(Collected data entries)
┏━━

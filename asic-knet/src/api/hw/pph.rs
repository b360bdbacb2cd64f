//! Packet-processing header (PPH).
//!
//! Forty bytes of metadata the ASIC places after the 12-byte EMAC prefix of every frame
//! crossing the CPU port. On the wire the header is ten 32-bit words in network order;
//! inside each word fields are packed from the least significant bit upwards:
//!
//! | word | bits (lsb first)                                                                 |
//! |------|----------------------------------------------------------------------------------|
//! | 0    | dst_idx_hi:9 hash_val:16 color:2 tc:3 fwd_op:2                                   |
//! | 1    | igr_acl_label_hi:10 skip_epp:1 src_idx:14 dst_idx_lo:7                           |
//! | 2    | mirror_bmap:8 skip_ipp:1 slice_id:3 die_id:1 port_num:6 pkt_journal:1 pcp_dei:4 tnl_uniform:1 dnt_modify:1 igr_acl_label_lo:6 |
//! | 3    | evpn_esi_hi:4 igr_is_fab:1 decap_act:3 src_bdi:14 cpu_reason:10                  |
//! | 4    | tnl_bd_hi:2 tnl_idx:13 mpls_pwcw_vld:1 evpn_esi_lo:16                            |
//! | 5    | tapping_push_o:1 src_vlan:12 pvlan_port_type:2 igr_vid_pop_num:3 ecn:2 ecn_enable:1 mpls_ctl:4 tnl_bd_lo:7 |
//! | 6    | reserved:31 tapping_push_t:1                                                     |
//! | 7    | ptp_info_hi:6 reserved:2 mac_learn_en:1 reserved:23                              |
//! | 8    | int_role:2 int_profile:3 int_mm_mode:1 ptp_info_lo:26                            |
//! | 9    | timestamp:32                                                                     |
//!
//! `dst_idx` is split: `dst_idx = dst_idx_hi << 7 | dst_idx_lo`.
//!
//! # Example
//!
//! ```
//! use asic_knet::api::hw::Pph;
//!
//! let mut buf = [0u8; 40];
//! let mut pph = Pph::new_unchecked(&mut buf[..]);
//! pph.set_tc(5);
//! pph.set_dst_idx(0x1234);
//! assert_eq!(pph.tc(), 5);
//! assert_eq!(pph.dst_idx(), 0x1234);
//! ```

use crate::config::PPH_LEN;

/// Forwarding operation reported in `fwd_op`.
pub mod fwd_op {
    pub const L2: u8 = 0;
    pub const L3: u8 = 1;
}

/// Header is shorter than [`PPH_LEN`].
#[derive(Debug, Clone, Copy, PartialEq, Eq)]
pub struct Truncated;

#[derive(Debug, Clone)]
pub struct Pph<T: AsRef<[u8]>> {
    buffer: T,
}

macro_rules! pph_field {
    ($get:ident, $set:ident, $word:expr, $shift:expr, $width:expr, $ty:ty) => {
        #[inline]
        pub fn $get(&self) -> $ty {
            self.bits($word, $shift, $width) as $ty
        }

        #[inline]
        pub fn $set(&mut self, v: $ty)
        where
            T: AsMut<[u8]>,
        {
            self.set_bits($word, $shift, $width, v as u32)
        }
    };
}

impl<T: AsRef<[u8]>> Pph<T> {
    /// Wrap without checking the length. Accessors panic on a short buffer.
    pub fn new_unchecked(buffer: T) -> Self {
        Self { buffer }
    }

    pub fn new_checked(buffer: T) -> Result<Self, Truncated> {
        if buffer.as_ref().len() < PPH_LEN {
            return Err(Truncated);
        }
        Ok(Self { buffer })
    }

    pub fn into_inner(self) -> T {
        self.buffer
    }

    #[inline]
    fn word(&self, w: usize) -> u32 {
        let b = self.buffer.as_ref();
        u32::from_be_bytes([b[w * 4], b[w * 4 + 1], b[w * 4 + 2], b[w * 4 + 3]])
    }

    #[inline]
    fn bits(&self, w: usize, shift: u32, width: u32) -> u32 {
        let mask = if width == 32 { u32::MAX } else { (1 << width) - 1 };
        (self.word(w) >> shift) & mask
    }

    #[inline]
    fn set_bits(&mut self, w: usize, shift: u32, width: u32, v: u32)
    where
        T: AsMut<[u8]>,
    {
        let mask = if width == 32 { u32::MAX } else { (1 << width) - 1 };
        let word = (self.word(w) & !(mask << shift)) | ((v & mask) << shift);
        self.buffer.as_mut()[w * 4..w * 4 + 4].copy_from_slice(&word.to_be_bytes());
    }

    pph_field!(dst_idx_hi, set_dst_idx_hi, 0, 0, 9, u16);
    pph_field!(hash_val, set_hash_val, 0, 9, 16, u16);
    pph_field!(color, set_color, 0, 25, 2, u8);
    pph_field!(tc, set_tc, 0, 27, 3, u8);
    pph_field!(fwd_op, set_fwd_op, 0, 30, 2, u8);

    pph_field!(skip_epp, set_skip_epp, 1, 10, 1, u8);
    pph_field!(src_idx, set_src_idx, 1, 11, 14, u16);
    pph_field!(dst_idx_lo, set_dst_idx_lo, 1, 25, 7, u16);

    pph_field!(mirror_bmap, set_mirror_bmap, 2, 0, 8, u8);
    pph_field!(skip_ipp, set_skip_ipp, 2, 8, 1, u8);
    pph_field!(slice_id, set_slice_id, 2, 9, 3, u8);
    pph_field!(die_id, set_die_id, 2, 12, 1, u8);
    pph_field!(port_num, set_port_num, 2, 13, 6, u8);

    pph_field!(igr_is_fab, set_igr_is_fab, 3, 4, 1, u8);
    pph_field!(decap_act, set_decap_act, 3, 5, 3, u8);
    pph_field!(src_bdi, set_src_bdi, 3, 8, 14, u16);
    pph_field!(cpu_reason, set_cpu_reason, 3, 22, 10, u16);

    pph_field!(tapping_push_o, set_tapping_push_o, 5, 0, 1, u8);
    pph_field!(src_vlan, set_src_vlan, 5, 1, 12, u16);
    pph_field!(pvlan_port_type, set_pvlan_port_type, 5, 13, 2, u8);
    pph_field!(igr_vid_pop_num, set_igr_vid_pop_num, 5, 15, 3, u8);

    pph_field!(timestamp, set_timestamp, 9, 0, 32, u32);

    /// Destination index reassembled from its two halves.
    pub fn dst_idx(&self) -> u16 {
        (self.dst_idx_hi() << 7) | self.dst_idx_lo()
    }

    pub fn set_dst_idx(&mut self, v: u16)
    where
        T: AsMut<[u8]>,
    {
        self.set_dst_idx_hi(v >> 7);
        self.set_dst_idx_lo(v & 0x7F);
    }

    /// Zero the whole header.
    pub fn clear(&mut self)
    where
        T: AsMut<[u8]>,
    {
        self.buffer.as_mut()[..PPH_LEN].fill(0);
    }
}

┗━━

- [TASK STATEMENT]:
With nothing added or left out, print the data again.

- [ANSWER AREA]:
filename asic-knet/src/api/hw/pph.rs
repository b360bdbacb2cd64f
//! Packet-processing header (PPH).
//!
//! Forty bytes of metadata the ASIC places after the 12-byte EMAC prefix of every frame
//! crossing the CPU port. On the wire the header is ten 32-bit words in network order;
//! inside each word fields are packed from the least significant bit upwards:
//!
//! | word | bits (lsb first)                                                                 |
//! |------|----------------------------------------------------------------------------------|
//! | 0    | dst_idx_hi:9 hash_val:16 color:2 tc:3 fwd_op:2                                   |
//! | 1    | igr_acl_label_hi:10 skip_epp:1 src_idx:14 dst_idx_lo:7                           |
//! | 2    | mirror_bmap:8 skip_ipp:1 slice_id:3 die_id:1 port_num:6 pkt_journal:1 pcp_dei:4 tnl_uniform:1 dnt_modify:1 igr_acl_label_lo:6 |
//! | 3    | evpn_esi_hi:4 igr_is_fab:1 decap_act:3 src_bdi:14 cpu_reason:10                  |
//! | 4    | tnl_bd_hi:2 tnl_idx:13 mpls_pwcw_vld:1 evpn_esi_lo:16                            |
//! | 5    | tapping_push_o:1 src_vlan:12 pvlan_port_type:2 igr_vid_pop_num:3 ecn:2 ecn_enable:1 mpls_ctl:4 tnl_bd_lo:7 |
//! | 6    | reserved:31 tapping_push_t:1                                                     |
//! | 7    | ptp_info_hi:6 reserved:2 mac_learn_en:1 reserved:23                              |
//! | 8    | int_role:2 int_profile:3 int_mm_mode:1 ptp_info_lo:26                            |
//! | 9    | timestamp:32                                                                     |
//!
//! `dst_idx` is split: `dst_idx = dst_idx_hi << 7 | dst_idx_lo`.
//!
//! # Example
//!
//! ```
//! use asic_knet::api::hw::Pph;
//!
//! let mut buf = [0u8; 40];
//! let mut pph = Pph::new_unchecked(&mut buf[..]);
//! pph.set_tc(5);
//! pph.set_dst_idx(0x1234);
//! assert_eq!(pph.tc(), 5);
//! assert_eq!(pph.dst_idx(), 0x1234);
//! ```

use crate::config::PPH_LEN;

/// Forwarding operation reported in `fwd_op`.
pub mod fwd_op {
    pub const L2: u8 = 0;
    pub const L3: u8 = 1;
}

/// Header is shorter than [`PPH_LEN`].
#[derive(Debug, Clone, Copy, PartialEq, Eq)]
pub struct Truncated;

#[derive(Debug, Clone)]
pub struct Pph<T: AsRef<[u8]>> {
    buffer: T,
}

macro_rules! pph_field {
    ($get:ident, $set:ident, $word:expr, $shift:expr, $width:expr, $ty:ty) => {
        #[inline]
        pub fn $get(&self) -> $ty {
            self.bits($word, $shift, $width) as $ty
        }

        #[inline]
        pub fn $set(&mut self, v: $ty)
        where
            T: AsMut<[u8]>,
        {
            self.set_bits($word, $shift, $width, v as u32)
        }
    };
}

impl<T: AsRef<[u8]>> Pph<T> {
    /// Wrap without checking the length. Accessors panic on a short buffer.
    pub fn new_unchecked(buffer: T) -> Self {
        Self { buffer }
    }

    pub fn new_checked(buffer: T) -> Result<Self, Truncated> {
        if buffer.as_ref().len() < PPH_LEN {
            return Err(Truncated);
        }
        Ok(Self { buffer })
    }

    pub fn into_inner(self) -> T {
        self.buffer
    }

    #[inline]
    fn word(&self, w: usize) -> u32 {
        let b = self.buffer.as_ref();
        u32::from_be_bytes([b[w * 4], b[w * 4 + 1], b[w * 4 + 2], b[w * 4 + 3]])
    }

    #[inline]
    fn bits(&self, w: usize, shift: u32, width: u32) -> u32 {
        let mask = if width == 32 { u32::MAX } else { (1 << width) - 1 };
        (self.word(w) >> shift) & mask
    }

    #[inline]
    fn set_bits(&mut self, w: usize, shift: u32, width: u32, v: u32)
    where
        T: AsMut<[u8]>,
    {
        let mask = if width == 32 { u32::MAX } else { (1 << width) - 1 };
        let word = (self.word(w) & !(mask << shift)) | ((v & mask) << shift);
        self.buffer.as_mut()[w * 4..w * 4 + 4].copy_from_slice(&word.to_be_bytes());
    }

    pph_field!(dst_idx_hi, set_dst_idx_hi, 0, 0, 9, u16);
    pph_field!(hash_val, set_hash_val, 0, 9, 16, u16);
    pph_field!(color, set_color, 0, 25, 2, u8);
    pph_field!(tc, set_tc, 0, 27, 3, u8);
    pph_field!(fwd_op, set_fwd_op, 0, 30, 2, u8);

    pph_field!(skip_epp, set_skip_epp, 1, 10, 1, u8);
    pph_field!(src_idx, set_src_idx, 1, 11, 14, u16);
    pph_field!(dst_idx_lo, set_dst_idx_lo, 1, 25, 7, u16);

    pph_field!(mirror_bmap, set_mirror_bmap, 2, 0, 8, u8);
    pph_field!(skip_ipp, set_skip_ipp, 2, 8, 1, u8);
    pph_field!(slice_id, set_slice_id, 2, 9, 3, u8);
    pph_field!(die_id, set_die_id, 2, 12, 1, u8);
    pph_field!(port_num, set_port_num, 2, 13, 6, u8);

    pph_field!(igr_is_fab, set_igr_is_fab, 3, 4, 1, u8);
    pph_field!(decap_act, set_decap_act, 3, 5, 3, u8);
    pph_field!(src_bdi, set_src_bdi, 3, 8, 14, u16);
    pph_field!(cpu_reason, set_cpu_reason, 3, 22, 10, u16);

    pph_field!(tapping_push_o, set_tapping_push_o, 5, 0, 1, u8);
    pph_field!(src_vlan, set_src_vlan, 5, 1, 12, u16);
    pph_field!(pvlan_port_type, set_pvlan_port_type, 5, 13, 2, u8);
    pph_field!(igr_vid_pop_num, set_igr_vid_pop_num, 5, 15, 3, u8);

    pph_field!(timestamp, set_timestamp, 9, 0, 32, u32);

    /// Destination index reassembled from its two halves.
    pub fn dst_idx(&self) -> u16 {
        (self.dst_idx_hi() << 7) | self.dst_idx_lo()
    }

    pub fn set_dst_idx(&mut self, v: u16)
    where
        T: AsMut<[u8]>,
    {
        self.set_dst_idx_hi(v >> 7);
        self.set_dst_idx_lo(v & 0x7F);
    }

    /// Zero the whole header.
    pub fn clear(&mut self)
    where
        T: AsMut<[u8]>,
    {
        self.buffer.as_mut()[..PPH_LEN].fill(0);
    }
}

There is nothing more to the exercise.